If you have a relative who has a disability, you may have concerns about his or her ability to pay for basic living expenses and medical care. You may also worry that your loved one may be vulnerable to financial abuse. Setting up a special needs trust may put your mind at ease.
A special needs trust is an important estate planning tool. With this type of trust, you set aside funds for your relative’s benefit. Because you do not transfer ownership to him or her, your loved one continues to be eligible for means-tested government assistance, like Medicaid or Supplemental Security Income.
If maintaining eligibility for financial help is a priority, the special needs trust must not pay for the same expenses that government programs cover. Therefore, it may be useful to refer to the trust as a supplemental needs trust.

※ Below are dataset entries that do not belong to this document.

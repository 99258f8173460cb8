// Copyright © 2019 Intel Corporation
//
// SPDX-License-Identifier: Apache-2.0 OR BSD-3-Clause
//

use std::time::{Duration, Instant};

/// Monotonic microsecond time source.
pub trait Clock: Send + Sync {
    fn now_us(&self) -> u64;
}

pub struct MonotonicClock {
    start: Instant,
}

impl MonotonicClock {
    pub fn new() -> Self {
        MonotonicClock { start: Instant::now() }
    }
}

impl Default for MonotonicClock {
    fn default() -> Self {
        Self::new()
    }
}

impl Clock for MonotonicClock {
    fn now_us(&self) -> u64 {
        self.start.elapsed().as_micros() as u64
    }
}

/// Spins until `interval` has elapsed on `clock`. The thread stays on its CPU.
pub fn busy_wait(clock: &dyn Clock, interval: Duration) {
    let start = clock.now_us();
    let wait = interval.as_micros() as u64;
    while clock.now_us().saturating_sub(start) < wait {
        std::hint::spin_loop();
    }
}

/// Rate of change per second of a monotonically increasing counter.
///
/// The counter is read, the thread spins for `interval`, and the counter is
/// read again. A second reading that is not strictly larger (wrap-around or a
/// stuck counter) or a non-positive elapsed time yields `None`.
pub fn measure_rate(
    clock: &dyn Clock,
    interval: Duration,
    mut read: impl FnMut() -> Option<f64>,
) -> Option<f64> {
    let first = read()?;
    let t0 = clock.now_us();
    busy_wait(clock, interval);
    let second = read()?;
    let t1 = clock.now_us();
    rate(first, t0, second, t1)
}

/// `(second - first)` per second between two timestamps in microseconds.
pub fn rate(first: f64, t0: u64, second: f64, t1: u64) -> Option<f64> {
    if second <= first || t1 <= t0 {
        return None;
    }
    Some((second - first) * 1_000_000.0 / (t1 - t0) as f64)
}

#[cfg(test)]
pub(crate) mod tests {
    use std::sync::atomic::{AtomicU64, Ordering};

    use proptest::prelude::*;

    use super::*;

    /// Advances by a fixed step on every read.
    pub(crate) struct SteppingClock {
        now: AtomicU64,
        step: u64,
    }

    impl SteppingClock {
        pub(crate) fn new(step: u64) -> Self {
            SteppingClock {
                now: AtomicU64::new(0),
                step,
            }
        }
    }

    impl Clock for SteppingClock {
        fn now_us(&self) -> u64 {
            self.now.fetch_add(self.step, Ordering::SeqCst) + self.step
        }
    }

    #[test]
    fn busy_wait_covers_the_interval() {
        let clock = SteppingClock::new(100);
        busy_wait(&clock, Duration::from_millis(10));
        assert!(clock.now_us() >= 10_000);
    }

    #[test]
    fn increasing_counter_gives_positive_rate() {
        let clock = SteppingClock::new(1000);
        let mut values = [10.0, 30.0].into_iter();
        let rate = measure_rate(&clock, Duration::from_millis(10), || values.next()).unwrap();
        assert!(rate > 0.0);
    }

    #[test]
    fn flat_or_wrapped_counter_is_invalid() {
        let clock = SteppingClock::new(1000);
        for pair in [[30.0, 30.0], [30.0, 10.0]] {
            let mut values = pair.into_iter();
            assert_eq!(measure_rate(&clock, Duration::from_millis(10), || values.next()), None);
        }
    }

    #[test]
    fn stopped_clock_is_invalid() {
        let clock = SteppingClock::new(0);
        let mut values = [10.0, 30.0].into_iter();
        assert_eq!(measure_rate(&clock, Duration::ZERO, || values.next()), None);
    }

    #[test]
    fn failed_read_is_invalid() {
        let clock = SteppingClock::new(1000);
        let mut values = [Some(10.0), None].into_iter();
        assert_eq!(
            measure_rate(&clock, Duration::from_millis(1), || values.next().flatten()),
            None
        );
    }

    proptest! {
        #[test]
        fn rate_matches_definition(
            first in 0u32..1_000_000,
            delta in 1u32..1_000_000,
            t0 in 0u64..1_000_000,
            dt in 1u64..1_000_000,
        ) {
            let second = first as f64 + delta as f64;
            let expected = delta as f64 * 1_000_000.0 / dt as f64;
            let got = rate(first as f64, t0, second, t0 + dt).unwrap();
            prop_assert!((got - expected).abs() <= expected * 1e-9);
            prop_assert_eq!(rate(second, t0, first as f64, t0 + dt), None);
            prop_assert_eq!(rate(first as f64, t0 + dt, second, t0), None);
        }
    }
}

Rather than paying for housing, utilities, fundamental medical care and other related costs, disbursements from the trust may only go to supplemental expenses. These typically include the following:
- Housing modifications
- Vocational training
- Travel expenses
- Hobby costs
- Restaurant meals
- Other similar expenses
The special needs trustee
You do not have to monitor fund disbursements to ensure they do harm your loved one’s eligibility for government help. When you establish the trust, you choose a trustee to manage it. Along with investing trust funds and performing recordkeeping duties, this individual approves all fund disbursements.
More importantly, the special needs trustee acts as a fiduciary for the beneficiary. This means the trustee may connect your relative with services he or she is having trouble accessing.